A TracFone spokesman, Derek Hewitt, did not respond to a request for comment on the company's operations. Verizon added 896,000 wholesale customers (out 1.4 million total net adds) during the second quarter, and around 460,000 of those came from Straight Talk, according to Ho. (The TracFone numbers comes from America Movil's quarterly report, and Ho said that, because they don't show loss, it's unclear if there were more Straight Talk gains.)
Interestingly, though, competition in the unlimited, prepaid space highlighted by Straight Talk appears set to get even more intense as the big guys move into areas once the sole domain of MVNOs. Verizon last month began testing a $50 prepaid monthly unlimited plan across the Southeast. Last year Sprint purchased Virgin Mobile USA--one of its own MVNOs--and has made it one of its prepaid brands. Sprint also has been pushing Assurance Wireless, a prepaid brand focused on low-income subscribers. T-Mobile USA too offers a $50 unlimited talk and text service.
"It becomes more competitive for a smaller MVNO that thought they were attacking a niche to be competitive and relevant in that market," Piecyk said.
Next stop: data and smartphones
While competition continues to remain heated on the voice side of things, it appears the next frontier in the MVNO game centers on data.
For example, Best Buy recently inked deals with Sprint and Clearwire (NASDAQ:CLWR) to provide 3G and mobile WIMAX service, respectively, through its Best Buy Connect Service.

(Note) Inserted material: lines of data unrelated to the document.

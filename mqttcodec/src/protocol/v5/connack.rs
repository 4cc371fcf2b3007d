//! CONNACK decoder.

use bytes::{Buf, Bytes};

use super::super::codec;
use super::super::ensure_consumed;
use super::super::property::{decode_properties, property_id, ReasonProperties};
use crate::dispatch::DecodeContext;
use crate::error::{DecodeError, DecodeResult};
use crate::packet::{ConnAck, EnhancedAuth, Packet};
use crate::reason::ConnAckReasonCode;
use crate::restrictions::ConnAckRestrictions;
use crate::types::{FixedHeader, MqttString, QoS};

/// MQTT 3.1.1 "unacceptable protocol version" return code. A 3.1.1 server
/// answers a 5.0 CONNECT with it in a 2 byte CONNACK.
const MQTT3_UNSUPPORTED_PROTOCOL_VERSION: u8 = 0x01;

#[derive(Default)]
struct Properties {
    session_expiry_interval: Option<u32>,
    receive_maximum: Option<u16>,
    maximum_qos: Option<u8>,
    retain_available: Option<bool>,
    maximum_packet_size: Option<u32>,
    assigned_client_identifier: Option<MqttString>,
    topic_alias_maximum: Option<u16>,
    wildcard_subscription_available: Option<bool>,
    subscription_identifiers_available: Option<bool>,
    shared_subscription_available: Option<bool>,
    server_keep_alive: Option<u16>,
    response_information: Option<MqttString>,
    server_reference: Option<MqttString>,
    auth_method: Option<MqttString>,
    auth_data: Option<Bytes>,
    reason: ReasonProperties,
}

impl Properties {
    fn decode(&mut self, id: u32, buf: &mut Bytes, ctx: &DecodeContext) -> DecodeResult<()> {
        match id {
            property_id::SESSION_EXPIRY_INTERVAL => {
                codec::u32_only_once(&mut self.session_expiry_interval, "session expiry interval", buf)?;
            }
            property_id::RECEIVE_MAXIMUM => {
                codec::non_zero_u16_only_once(&mut self.receive_maximum, "receive maximum", buf)?;
            }
            property_id::MAXIMUM_QOS => {
                let qos = codec::u8_only_once(&mut self.maximum_qos, "maximum QoS", buf)?;
                if qos > 1 {
                    return Err(DecodeError::protocol(format!("wrong maximum QoS: {qos}")));
                }
            }
            property_id::RETAIN_AVAILABLE => {
                codec::boolean_only_once(&mut self.retain_available, "retain available", buf)?;
            }
            property_id::MAXIMUM_PACKET_SIZE => {
                codec::non_zero_u32_only_once(&mut self.maximum_packet_size, "maximum packet size", buf)?;
            }
            property_id::ASSIGNED_CLIENT_IDENTIFIER => {
                codec::utf8_only_once(&mut self.assigned_client_identifier, "assigned client identifier", buf)?;
            }
            property_id::TOPIC_ALIAS_MAXIMUM => {
                codec::u16_only_once(&mut self.topic_alias_maximum, "topic alias maximum", buf)?;
            }
            property_id::WILDCARD_SUBSCRIPTION_AVAILABLE => {
                codec::boolean_only_once(
                    &mut self.wildcard_subscription_available,
                    "wildcard subscription available",
                    buf,
                )?;
            }
            property_id::SUBSCRIPTION_IDENTIFIERS_AVAILABLE => {
                codec::boolean_only_once(
                    &mut self.subscription_identifiers_available,
                    "subscription identifiers available",
                    buf,
                )?;
            }
            property_id::SHARED_SUBSCRIPTION_AVAILABLE => {
                codec::boolean_only_once(
                    &mut self.shared_subscription_available,
                    "shared subscription available",
                    buf,
                )?;
            }
            property_id::SERVER_KEEP_ALIVE => {
                codec::u16_only_once(&mut self.server_keep_alive, "server keep alive", buf)?;
            }
            property_id::RESPONSE_INFORMATION => {
                if !ctx.restrictions.request_response_information {
                    return Err(DecodeError::protocol(
                        "response information must not be included if it was not requested",
                    ));
                }
                codec::utf8_only_once(&mut self.response_information, "response information", buf)?;
            }
            property_id::SERVER_REFERENCE => {
                codec::utf8_only_once(&mut self.server_reference, "server reference", buf)?;
            }
            property_id::AUTHENTICATION_METHOD => {
                codec::utf8_only_once(&mut self.auth_method, "auth method", buf)?;
            }
            property_id::AUTHENTICATION_DATA => {
                codec::binary_only_once(&mut self.auth_data, "auth data", buf)?;
            }
            // CONNACK may always carry problem information.
            _ if self.reason.decode(id, buf, true)? => {}
            _ => return Err(DecodeError::wrong_property(id)),
        }
        Ok(())
    }

    fn restrictions(&self) -> ConnAckRestrictions {
        let defaults = ConnAckRestrictions::default();
        ConnAckRestrictions {
            receive_maximum: self.receive_maximum.unwrap_or(defaults.receive_maximum),
            maximum_packet_size: self.maximum_packet_size.unwrap_or(defaults.maximum_packet_size),
            topic_alias_maximum: self.topic_alias_maximum.unwrap_or(defaults.topic_alias_maximum),
            maximum_qos: self.maximum_qos.and_then(QoS::from_u8).unwrap_or(defaults.maximum_qos),
            retain_available: self.retain_available.unwrap_or(defaults.retain_available),
            wildcard_subscription_available: self
                .wildcard_subscription_available
                .unwrap_or(defaults.wildcard_subscription_available),
            subscription_identifiers_available: self
                .subscription_identifiers_available
                .unwrap_or(defaults.subscription_identifiers_available),
            shared_subscription_available: self
                .shared_subscription_available
                .unwrap_or(defaults.shared_subscription_available),
        }
    }
}

pub(crate) fn decode(_: &FixedHeader, mut body: Bytes, ctx: &DecodeContext) -> DecodeResult<Packet> {
    if body.len() == 2 && body[1] == MQTT3_UNSUPPORTED_PROTOCOL_VERSION {
        return Ok(Packet::ConnAck(ConnAck::new(ConnAckReasonCode::UnsupportedProtocolVersion, false)));
    }
    // Ack flags, reason code, properties length.
    if body.len() < 3 {
        return Err(DecodeError::too_short());
    }

    let flags = body.get_u8();
    if flags & 0xFE != 0 {
        return Err(DecodeError::malformed("wrong CONNACK flags"));
    }
    let session_present = flags & 0x01 != 0;

    let code = body.get_u8();
    let reason_code = ConnAckReasonCode::from_u8(code).ok_or_else(|| DecodeError::wrong_reason_code(code))?;
    if session_present && reason_code != ConnAckReasonCode::Success {
        return Err(DecodeError::malformed("session present must be 0 if reason code is not SUCCESS"));
    }

    let mut props = Properties::default();
    decode_properties(&mut body, |id, buf| props.decode(id, buf, ctx))?;
    ensure_consumed(&body)?;

    if props.auth_method.is_none() && props.auth_data.is_some() {
        return Err(DecodeError::protocol("auth data must not be included if auth method is absent"));
    }

    let restrictions = props.restrictions();
    let enhanced_auth = props.auth_method.map(|method| EnhancedAuth {
        method,
        data: props.auth_data,
    });

    Ok(Packet::ConnAck(ConnAck {
        reason_code,
        session_present,
        session_expiry_interval: props.session_expiry_interval,
        assigned_client_identifier: props.assigned_client_identifier,
        server_keep_alive: props.server_keep_alive,
        restrictions,
        response_information: props.response_information,
        server_reference: props.server_reference,
        enhanced_auth,
        reason_string: props.reason.reason_string,
        user_properties: props.reason.user_properties,
    }))
}

#[cfg(test)]
mod tests {
    use super::*;
    use crate::reason::DisconnectReasonCode;
    use crate::testing::{decode as run, decode_with as run_with, prefixed_property, with_properties};

    fn connack(packet: Packet) -> ConnAck {
        match packet {
            Packet::ConnAck(connack) => connack,
            other => panic!("Expected ConnAck, got {:?}", other),
        }
    }

    #[test]
    fn test_defaults() {
        let connack = connack(run(decode, 0x20, &[0x00, 0x00, 0x00]).unwrap());
        assert_eq!(connack.reason_code, ConnAckReasonCode::Success);
        assert!(!connack.session_present);
        assert_eq!(connack.restrictions, ConnAckRestrictions::default());
        assert!(connack.enhanced_auth.is_none());
        assert!(connack.user_properties.is_empty());
    }

    #[test]
    fn test_session_present_with_failure() {
        let err = run(decode, 0x20, &[0x01, 0x87, 0x00]).unwrap_err();
        assert_eq!(err.reason_code, DisconnectReasonCode::MalformedPacket);

        let connack = connack(run(decode, 0x20, &[0x01, 0x00, 0x00]).unwrap());
        assert!(connack.session_present);
    }

    #[test]
    fn test_wrong_flags_and_reason_code() {
        let err = run(decode, 0x20, &[0x02, 0x00, 0x00]).unwrap_err();
        assert_eq!(err.reason_code, DisconnectReasonCode::MalformedPacket);

        let err = run(decode, 0x20, &[0x00, 0x10, 0x00]).unwrap_err();
        assert_eq!(err.reason_code, DisconnectReasonCode::MalformedPacket);
        assert!(err.message.starts_with("wrong reason code"));
    }

    #[test]
    fn test_mqtt3_fallback() {
        let connack = connack(run(decode, 0x20, &[0x00, 0x01]).unwrap());
        assert_eq!(connack.reason_code, ConnAckReasonCode::UnsupportedProtocolVersion);

        let err = run(decode, 0x20, &[0x00, 0x00]).unwrap_err();
        assert_eq!(err.message, "remaining length too short");
    }

    #[test]
    fn test_zero_values() {
        for property in [&[0x21, 0x00, 0x00][..], &[0x27, 0x00, 0x00, 0x00, 0x00][..]] {
            let err = run(decode, 0x20, &with_properties(&[0, 0], property, &[])).unwrap_err();
            assert_eq!(err.reason_code, DisconnectReasonCode::ProtocolError);
        }
    }

    #[test]
    fn test_maximum_qos() {
        let connack = connack(run(decode, 0x20, &with_properties(&[0, 0], &[0x24, 0x00], &[])).unwrap());
        assert_eq!(connack.restrictions.maximum_qos, QoS::AtMostOnce);

        let err = run(decode, 0x20, &with_properties(&[0, 0], &[0x24, 0x02], &[])).unwrap_err();
        assert_eq!(err.reason_code, DisconnectReasonCode::ProtocolError);
    }

    #[test]
    fn test_boolean_out_of_range() {
        let err = run(decode, 0x20, &with_properties(&[0, 0], &[0x25, 0x02], &[])).unwrap_err();
        assert_eq!(err.reason_code, DisconnectReasonCode::ProtocolError);
    }

    #[test]
    fn test_auth_data_without_method() {
        let props = prefixed_property(0x16, &[1, 2, 3]);
        let err = run(decode, 0x20, &with_properties(&[0, 0], &props, &[])).unwrap_err();
        assert_eq!(err.reason_code, DisconnectReasonCode::ProtocolError);
    }

    #[test]
    fn test_response_information_requires_request() {
        let props = prefixed_property(0x1A, b"response");
        let body = with_properties(&[0, 0], &props, &[]);

        let err = run(decode, 0x20, &body).unwrap_err();
        assert_eq!(err.reason_code, DisconnectReasonCode::ProtocolError);

        let mut ctx = DecodeContext::default();
        ctx.restrictions.request_response_information = true;
        let connack = connack(run_with(decode, 0x20, &body, &ctx).unwrap());
        assert_eq!(connack.response_information.unwrap(), "response");
    }

    #[test]
    fn test_client_only_property() {
        // Request problem information is sent by clients only.
        let err = run(decode, 0x20, &with_properties(&[0, 0], &[0x17, 0x01], &[])).unwrap_err();
        assert_eq!(err.reason_code, DisconnectReasonCode::MalformedPacket);
    }

    #[test]
    fn test_payload_not_allowed() {
        let err = run(decode, 0x20, &with_properties(&[0, 0], &[], &[0x00])).unwrap_err();
        assert_eq!(err.message, "remaining length too long");
    }
}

Additionally, Leap Wireless (NASDAQ:LEAP) last week inked a five-year, $300 million 3G data roaming deal with Sprint, effectively becoming an MVNO. And LightSquared is in discussions with more than 30 companies--including wireline operators, cable operators, rural carriers, retailers and device makers--for its wholesale LTE network, discussions that could result in the creation of new MVNOs.
However, analysts cautioned not to read too much into the recent developments. Ho said the Best Buy deals represent an attempt by the retailer to increase the stickiness of its brand, and attempts by Sprint and Clearwire to add additional customers onto under-used networks.
"We don't see AT&T and Verizon doing that," he noted.
"To establish an MVNO model for data is very difficult," Piecyk said. "I don't think you're going to see an unlimited data plan for an MVNO."
Indeed, MVNO Zer01 famously flamed out after promising an unlimited voice and data plan.
Piecyk said he doesn't think AT&T and Verizon--which are working to expand their data revenues while limiting network congestion--will want to extend data services to MVNOs.
Nonetheless, MVNOs across the board are looking to data-capable smartphones as a way to expand their businesses. Abhari said PlatinumTel will launch its first smartphone, the Kyocera Zio Android phone, in the fourth quarter of this year. He expects customers who prefer prepaid plans will be willing to pay larger up-front costs for the device.
However, Abhari said he believes the traditional, voice-centric MVNO model still has a lot of room to grow. "I think the two can coexist," he said. "We have plans to be data-centric and get in step with the times, but we're taking steps to get there as the market evolves."
Neal sounded a similar theme, and said kajeet will introduce its first smartphone next quarter. "Clearly there is that trend," he said.
Ho said the MVNO market likely will transition from voice to data at some point, but such a move won't happen quickly or smoothly. "Unless you have deep pockets, you won't see a lot of data MVNOs because it's a competitive issue right now," he said.